Okay, that's very helpful
So one thing that jumps out at me looking at that Dockerfile and its associated
entrypoint script is that it starts the JVM without any explicit heap size
settings. When that is done the JVM will pick default heap sizes itself which
normally would be fine. However in a container the amount of memory apparently
available may not actually reflect external limits that the container
runtime/orchestrator is imposing. Just as a practical example I ran the
container locally (using docker run to drop into a shell) and ran the same
basic Java command the entrypoint runs, adding extra arguments to have the JVM
dump its settings and I see a heap size of ~3GB:
bash-4.3$ java -cp "*:/javalibs/*" -XX:+PrintFlagsFinal -version | grep -iE
'HeapSize'
uintx ErgoHeapSizeLimit = 0
{product}
uintx HeapSizePerGCThread = 87241520
{product}
uintx InitialHeapSize := 197132288
{product}
uintx LargePageHeapSizeThreshold = 134217728
{product}
uintx MaxHeapSize := 3141533696
{product}
I repeated the same experiment running the container inside a Kubernetes pod
with a 1GB resource limit and the JVM still picked a 3GB limit
This is a common problem that can occur in any containerised environment, it
would be better to modify the Dockerfile to explicitly set desired heap sizes
to match the resource limits your container orchestrator is going to impose
upon you. Be aware when choosing a heap size that a lot of TDB memory usage is
off heap so you should set a JVM heap size that takes that into account, so
perhaps try -Xmx512m leaving half your memory for off-heap usage (assuming the
1GB resource limit you state). You'll likely need to experiment to find
settings that work for your workload.
Hope this helps,
Rob
On 17/04/2020, 09:26, "Luís Moreira de Sousa"

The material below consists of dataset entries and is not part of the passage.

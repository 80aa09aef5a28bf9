//! Project service.
//!
//! Every mutation follows the same order: validate, mutate the primary
//! store, evict the cache keys the write staled, then record the audit
//! entry. Rejected requests (validation, conflict, missing entity) abort
//! before any store or audit write happens.

use std::sync::Arc;

use chrono::Utc;
use serde_json::json;
use tracing::{debug, info};
use tracker_core::{
    resolve_actor, AuditAction, EntityId, EntityType, Project, ProjectStatus, Timestamp,
};
use tracker_storage::{CacheKey, EntityCache, PrimaryStore, ProjectUpdate};

use crate::audit::AuditRecorder;
use crate::error::{ServiceError, ServiceResult};
use crate::types::{CreateProjectRequest, ProjectDetail, UpdateProjectRequest};

/// Snapshot an entity for an audit payload. Serialization of these types
/// cannot fail, but the payload degrades to null rather than erroring.
pub(crate) fn snapshot<T: serde::Serialize>(value: &T) -> serde_json::Value {
    serde_json::to_value(value).unwrap_or(serde_json::Value::Null)
}

#[derive(Clone)]
pub struct ProjectService {
    store: Arc<dyn PrimaryStore>,
    cache: EntityCache,
    audit: AuditRecorder,
}

impl ProjectService {
    pub fn new(store: Arc<dyn PrimaryStore>, cache: EntityCache, audit: AuditRecorder) -> Self {
        Self {
            store,
            cache,
            audit,
        }
    }

    // ========================================================================
    // Mutations
    // ========================================================================

    pub fn create(
        &self,
        request: CreateProjectRequest,
        actor: Option<&str>,
    ) -> ServiceResult<Project> {
        request.validate()?;
        let actor = resolve_actor(actor);

        let mut project = Project::new(
            request.name.trim(),
            request.description.as_deref(),
            request.deadline,
        );
        if let Some(status) = request.status {
            project.status = status;
        }

        self.store.project_insert(&project)?;
        info!(project_id = %project.project_id, name = %project.name, "project created");

        self.audit.record(
            AuditAction::Create,
            EntityType::Project,
            Some(project.project_id),
            &actor,
            snapshot(&project),
        );
        Ok(project)
    }

    pub fn update(
        &self,
        id: EntityId,
        request: UpdateProjectRequest,
        actor: Option<&str>,
    ) -> ServiceResult<Project> {
        request.validate()?;
        let actor = resolve_actor(actor);

        let old = self.require(id)?;
        let updated = self.store.project_update(
            id,
            ProjectUpdate {
                name: Some(request.name.trim().to_string()),
                description: Some(request.description),
                deadline: Some(request.deadline),
                status: Some(request.status),
            },
        )?;

        self.cache.evict_many(&CacheKey::both(EntityType::Project, id))?;

        self.audit.record(
            AuditAction::Update,
            EntityType::Project,
            Some(id),
            &actor,
            json!({
                "oldData": snapshot(&old),
                "newData": snapshot(&updated),
            }),
        );
        Ok(updated)
    }

    /// Delete a project and its tasks. Writes one DELETE entry for the
    /// project; the cascaded tasks are carried in its payload, not logged
    /// individually.
    pub fn delete(&self, id: EntityId, actor: Option<&str>) -> ServiceResult<()> {
        let actor = resolve_actor(actor);
        let (project, cascaded) = self.store.project_delete(id)?;
        info!(
            project_id = %id,
            cascaded_tasks = cascaded.len(),
            "project deleted"
        );

        let mut keys: Vec<CacheKey> = CacheKey::both(EntityType::Project, id).to_vec();
        for task in &cascaded {
            keys.extend(CacheKey::both(EntityType::Task, task.task_id));
            if let Some(dev_id) = task.assigned_developer_id {
                keys.push(CacheKey::detail(EntityType::Developer, dev_id));
            }
        }
        self.cache.evict_many(&keys)?;

        self.audit.record(
            AuditAction::Delete,
            EntityType::Project,
            Some(id),
            &actor,
            json!({
                "project": snapshot(&project),
                "deletedTaskCount": cascaded.len(),
            }),
        );
        Ok(())
    }

    // ========================================================================
    // Reads
    // ========================================================================

    pub fn get(&self, id: EntityId) -> ServiceResult<Project> {
        if let Some(cached) = self.cache.get::<Project>(id)? {
            debug!(project_id = %id, "project served from cache");
            return Ok(cached);
        }
        let project = self.require(id)?;
        self.cache.put(&project)?;
        Ok(project)
    }

    pub fn get_detail(&self, id: EntityId) -> ServiceResult<ProjectDetail> {
        if let Some(cached) = self.cache.get::<ProjectDetail>(id)? {
            debug!(project_id = %id, "project detail served from cache");
            return Ok(cached);
        }
        let project = self.require(id)?;
        let tasks = self.store.task_list_by_project(id)?;
        let detail = ProjectDetail::build(project, &tasks);
        self.cache.put(&detail)?;
        Ok(detail)
    }

    pub fn list(&self) -> ServiceResult<Vec<Project>> {
        let mut projects = self.store.project_list()?;
        projects.sort_by(|a, b| a.name.cmp(&b.name));
        Ok(projects)
    }

    pub fn list_by_status(&self, status: ProjectStatus) -> ServiceResult<Vec<Project>> {
        let mut projects = self.store.project_list_by_status(status)?;
        projects.sort_by(|a, b| a.name.cmp(&b.name));
        Ok(projects)
    }

    pub fn search_by_name(&self, term: &str) -> ServiceResult<Vec<Project>> {
        let mut projects = self.store.project_search_by_name(term)?;
        projects.sort_by(|a, b| a.name.cmp(&b.name));
        Ok(projects)
    }

    pub fn without_tasks(&self) -> ServiceResult<Vec<Project>> {
        Ok(self.store.projects_without_tasks()?)
    }

    pub fn overdue(&self) -> ServiceResult<Vec<Project>> {
        Ok(self.store.projects_overdue(Utc::now())?)
    }

    pub fn with_deadline_between(
        &self,
        start: Timestamp,
        end: Timestamp,
    ) -> ServiceResult<Vec<Project>> {
        Ok(self.store.projects_with_deadline_between(start, end)?)
    }

    pub fn created_between(
        &self,
        start: Timestamp,
        end: Timestamp,
    ) -> ServiceResult<Vec<Project>> {
        Ok(self.store.projects_created_between(start, end)?)
    }

    pub(crate) fn require(&self, id: EntityId) -> ServiceResult<Project> {
        self.store
            .project_get(id)?
            .ok_or_else(|| ServiceError::not_found(format!("Project not found with id {id}")))
    }
}
//! Tracker Core - Entity Types
//!
//! Pure data structures with no behavior. All other crates depend on this.
//! This crate contains ONLY data types - no business logic.

pub mod entities;
pub mod enums;
pub mod error;
pub mod identity;
pub mod page;

pub use entities::{AuditEntry, Developer, Project, Task};
pub use enums::{
    AuditAction, EntityType, ProjectStatus, ProjectStatusParseError, TaskStatus,
    TaskStatusParseError,
};
pub use error::{StorageError, TrackerError, TrackerResult, ValidationError};
pub use identity::{new_entity_id, EntityId, Timestamp};
pub use page::{Page, PageRequest, SortOrder};

/// Actor name recorded when the caller does not supply one.
pub const SYSTEM_ACTOR: &str = "system";

/// Actor name recorded for unauthenticated callers (failed logins).
pub const ANONYMOUS_ACTOR: &str = "anonymous";

/// Resolve an optional caller-supplied actor to the recorded actor name.
pub fn resolve_actor(actor: Option<&str>) -> String {
    match actor {
        Some(a) if !a.trim().is_empty() => a.trim().to_string(),
        _ => SYSTEM_ACTOR.to_string(),
    }
}
//! Developer service.
//!
//! Deleting a developer unassigns their tasks instead of deleting them,
//! and records exactly one DELETE entry for the developer. Skill values
//! are normalized (trim + lowercase) before they reach the store, so
//! aggregation over skills is case-insensitive by construction.

use std::sync::Arc;

use serde_json::json;
use tracing::{debug, info};
use tracker_core::{
    entities::{normalize_skill, normalize_skills},
    resolve_actor, AuditAction, Developer, EntityId, EntityType,
};
use tracker_storage::{CacheKey, DeveloperUpdate, EntityCache, PrimaryStore};

use crate::audit::AuditRecorder;
use crate::error::{ServiceError, ServiceResult};
use crate::project::snapshot;
use crate::types::{CreateDeveloperRequest, DeveloperDetail, UpdateDeveloperRequest};

#[derive(Clone)]
pub struct DeveloperService {
    store: Arc<dyn PrimaryStore>,
    cache: EntityCache,
    audit: AuditRecorder,
}

impl DeveloperService {
    pub fn new(store: Arc<dyn PrimaryStore>, cache: EntityCache, audit: AuditRecorder) -> Self {
        Self {
            store,
            cache,
            audit,
        }
    }

    // ========================================================================
    // Mutations
    // ========================================================================

    pub fn create(
        &self,
        request: CreateDeveloperRequest,
        actor: Option<&str>,
    ) -> ServiceResult<Developer> {
        request.validate()?;
        let actor = resolve_actor(actor);

        let developer = Developer::new(
            request.name.trim(),
            request.email.trim(),
            request.skills,
        );
        self.store.developer_insert(&developer)?;
        info!(developer_id = %developer.developer_id, email = %developer.email, "developer created");

        self.audit.record(
            AuditAction::Create,
            EntityType::Developer,
            Some(developer.developer_id),
            &actor,
            snapshot(&developer),
        );
        Ok(developer)
    }

    pub fn update(
        &self,
        id: EntityId,
        request: UpdateDeveloperRequest,
        actor: Option<&str>,
    ) -> ServiceResult<Developer> {
        request.validate()?;
        let actor = resolve_actor(actor);

        let old = self.require(id)?;
        let updated = self.store.developer_update(
            id,
            DeveloperUpdate {
                name: Some(request.name.trim().to_string()),
                email: Some(request.email.trim().to_string()),
                skills: Some(request.skills),
            },
        )?;

        self.cache
            .evict_many(&CacheKey::both(EntityType::Developer, id))?;

        self.audit.record(
            AuditAction::Update,
            EntityType::Developer,
            Some(id),
            &actor,
            json!({
                "oldData": snapshot(&old),
                "newData": snapshot(&updated),
            }),
        );
        Ok(updated)
    }

    /// Delete a developer, unassigning their tasks. One DELETE entry; the
    /// unassigned tasks appear only in its payload.
    pub fn delete(&self, id: EntityId, actor: Option<&str>) -> ServiceResult<()> {
        let actor = resolve_actor(actor);
        let (developer, unassigned) = self.store.developer_delete(id)?;
        info!(
            developer_id = %id,
            unassigned_tasks = unassigned.len(),
            "developer deleted"
        );

        // Unassignment changes each task and each owning project's detail.
        let mut keys: Vec<CacheKey> = CacheKey::both(EntityType::Developer, id).to_vec();
        for task in &unassigned {
            keys.extend(CacheKey::both(EntityType::Task, task.task_id));
            keys.push(CacheKey::detail(EntityType::Project, task.project_id));
        }
        self.cache.evict_many(&keys)?;

        self.audit.record(
            AuditAction::Delete,
            EntityType::Developer,
            Some(id),
            &actor,
            json!({
                "developer": snapshot(&developer),
                "unassignedTaskCount": unassigned.len(),
            }),
        );
        Ok(())
    }

    // ========================================================================
    // Skill Operations
    // ========================================================================

    pub fn add_skill(
        &self,
        id: EntityId,
        skill: &str,
        actor: Option<&str>,
    ) -> ServiceResult<Developer> {
        let actor = resolve_actor(actor);
        let Some(normalized) = normalize_skill(skill) else {
            return Err(ServiceError::validation("skill must not be blank"));
        };

        let old = self.require(id)?;
        let mut skills: Vec<String> = old.skills.iter().cloned().collect();
        skills.push(normalized.clone());
        let updated = self.store.developer_update(
            id,
            DeveloperUpdate {
                skills: Some(skills),
                ..Default::default()
            },
        )?;

        self.cache
            .evict_many(&CacheKey::both(EntityType::Developer, id))?;

        self.audit.record(
            AuditAction::Update,
            EntityType::Developer,
            Some(id),
            &actor,
            json!({
                "action": "ADD_SKILL",
                "skill": normalized,
                "developerId": id,
            }),
        );
        Ok(updated)
    }

    pub fn remove_skill(
        &self,
        id: EntityId,
        skill: &str,
        actor: Option<&str>,
    ) -> ServiceResult<Developer> {
        let actor = resolve_actor(actor);
        let Some(normalized) = normalize_skill(skill) else {
            return Err(ServiceError::validation("skill must not be blank"));
        };

        let old = self.require(id)?;
        let skills: Vec<String> = old
            .skills
            .iter()
            .filter(|s| *s != &normalized)
            .cloned()
            .collect();
        let updated = self.store.developer_update(
            id,
            DeveloperUpdate {
                skills: Some(skills),
                ..Default::default()
            },
        )?;

        self.cache
            .evict_many(&CacheKey::both(EntityType::Developer, id))?;

        self.audit.record(
            AuditAction::Update,
            EntityType::Developer,
            Some(id),
            &actor,
            json!({
                "action": "REMOVE_SKILL",
                "skill": normalized,
                "developerId": id,
            }),
        );
        Ok(updated)
    }

    /// Replace the whole skill set.
    pub fn update_skills(
        &self,
        id: EntityId,
        skills: Vec<String>,
        actor: Option<&str>,
    ) -> ServiceResult<Developer> {
        let actor = resolve_actor(actor);

        let old = self.require(id)?;
        let updated = self.store.developer_update(
            id,
            DeveloperUpdate {
                skills: Some(skills),
                ..Default::default()
            },
        )?;

        self.cache
            .evict_many(&CacheKey::both(EntityType::Developer, id))?;

        self.audit.record(
            AuditAction::Update,
            EntityType::Developer,
            Some(id),
            &actor,
            json!({
                "action": "UPDATE_SKILLS",
                "oldSkills": snapshot(&old.skills),
                "newSkills": snapshot(&updated.skills),
                "developerId": id,
            }),
        );
        Ok(updated)
    }

    // ========================================================================
    // Reads
    // ========================================================================

    pub fn get(&self, id: EntityId) -> ServiceResult<Developer> {
        if let Some(cached) = self.cache.get::<Developer>(id)? {
            debug!(developer_id = %id, "developer served from cache");
            return Ok(cached);
        }
        let developer = self.require(id)?;
        self.cache.put(&developer)?;
        Ok(developer)
    }

    pub fn get_detail(&self, id: EntityId) -> ServiceResult<DeveloperDetail> {
        if let Some(cached) = self.cache.get::<DeveloperDetail>(id)? {
            debug!(developer_id = %id, "developer detail served from cache");
            return Ok(cached);
        }
        let developer = self.require(id)?;
        let tasks = self.store.task_list_by_developer(id)?;
        let detail = DeveloperDetail::build(developer, &tasks);
        self.cache.put(&detail)?;
        Ok(detail)
    }

    pub fn list(&self) -> ServiceResult<Vec<Developer>> {
        let mut developers = self.store.developer_list()?;
        developers.sort_by(|a, b| a.name.cmp(&b.name));
        Ok(developers)
    }

    pub fn search(&self, term: &str) -> ServiceResult<Vec<Developer>> {
        let mut developers = self.store.developer_search(term)?;
        developers.sort_by(|a, b| a.name.cmp(&b.name));
        Ok(developers)
    }

    pub fn by_skill(&self, skill: &str) -> ServiceResult<Vec<Developer>> {
        Ok(self.store.developers_by_skill(skill)?)
    }

    /// Developers holding at least one of the given skills. Input skills
    /// are normalized before matching, as they are at write time.
    pub fn by_skills(&self, skills: &[String]) -> ServiceResult<Vec<Developer>> {
        let normalized: Vec<String> = normalize_skills(skills.iter().cloned())
            .into_iter()
            .collect();
        Ok(self.store.developers_by_any_skill(&normalized)?)
    }

    pub fn without_tasks(&self) -> ServiceResult<Vec<Developer>> {
        Ok(self.store.developers_without_tasks()?)
    }

    /// Developers with capacity: fewer than `max_tasks` assigned tasks.
    pub fn available(&self, max_tasks: usize) -> ServiceResult<Vec<Developer>> {
        Ok(self.store.developers_available(max_tasks)?)
    }

    pub(crate) fn require(&self, id: EntityId) -> ServiceResult<Developer> {
        self.store
            .developer_get(id)?
            .ok_or_else(|| ServiceError::not_found(format!("Developer not found with id {id}")))
    }
}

<[email protected]> wrote:
Hi all, some answers below to the many questions.
1. This Fuseki instance is based on the image maintained at DockerHub by
the secoresearch account. Copies of the Dockerfile and tdb.cfg files are at the
end of this message. There is no other code involved.
2. The image is deployed to an Openshift cluster with a default resource
base of 1 CPU and 1 GB of RAM. The intention is to use Fuseki as component of a
information system easy to deploy by institutions in developing countries,
where resources may be limited and know-how lacking. These resources have shown
sufficient to run software such as Postgres or MapServer.
3. Openshift provides a user interface to easy monitor the resources taken
up by a running container (aka pod), no code is involved in this monitoring. It
is also possible to launch a shell session into the container and monitor that
way. At the end of the message is a print out from top showing that nothing
else is running in this particular container. All memory is used eihter by
Fuseki or the system.
4. The datasets I have been using to test Fuseki were created with rdflib
and are saved as XML/RDF. Each contains some dozens of objects of interst and
respective relations from a larger database. The largest of these RDF files
contains just under 100 000 triples and occupies 20 MB in disk. I uploaded a
new graph with more meaningfull labels (https://pasteboard.co/J4cfPM9.png).
Each point in the graph is a dataset, in the xx axis (horizontal) is the number
of triples in the dataset, in the yy axis (vertical) is the additional memory
required by Fuseki once the dataset is added. Again, note that all datasets are
uploaded in persistent mode.
5. Regarding the JVM, the information in the manual simply refers that the
heap size is somewhat dependent on the kind of queries run. But the problem on
this end is with dataset upload. At this stage I do not know what or how to
modify in the JVM set-up.
Thank you for your help.
Dockerfile
----------
FROM secoresearch/fuseki:latest
# Set environment variables
ENV ADMIN_PASSWORD toto
ENV ENABLE_DATA_WRITE true
ENV ENABLE_UPDATE true
ENV ENABLE_UPLOAD true
# Add in config files
COPY ./tbd.cfg $FUSEKI_BASE/tbd.cfg
COPY ./tbd.cfg $FUSEKI_HOME/tbd.cfg
tbf.cfg
-------
{
"tdb.node2nodeid_cache_size" : 50000 ,
"tdb.nodeid2node_cache_size" : 250000 ,
}
top
---
Mem: 39251812K used, 26724204K free, 21104K shrd, 58340K buff, 23792776K
cached
CPU: 9% usr 5% sys 0% nic 84% idle 0% io 0% irq 0% sirq
Load average: 2.02 1.93 1.75 3/4355 114
PID PPID USER STAT VSZ %VSZ CPU %CPU COMMAND
1 0 9008 S 20528m 30% 4 0% java -cp *:/javalibs/*
org.apache.jena.fuseki.cmd.FusekiCmd
109 102 9008 S 1520 0% 7 0% /bin/sh
102 0 9008 S 1512 0% 1 0% /bin/sh -c
TERM="xterm-termite" /bin/sh
110 109 9008 R 1508 0% 1 0% top
--
Luís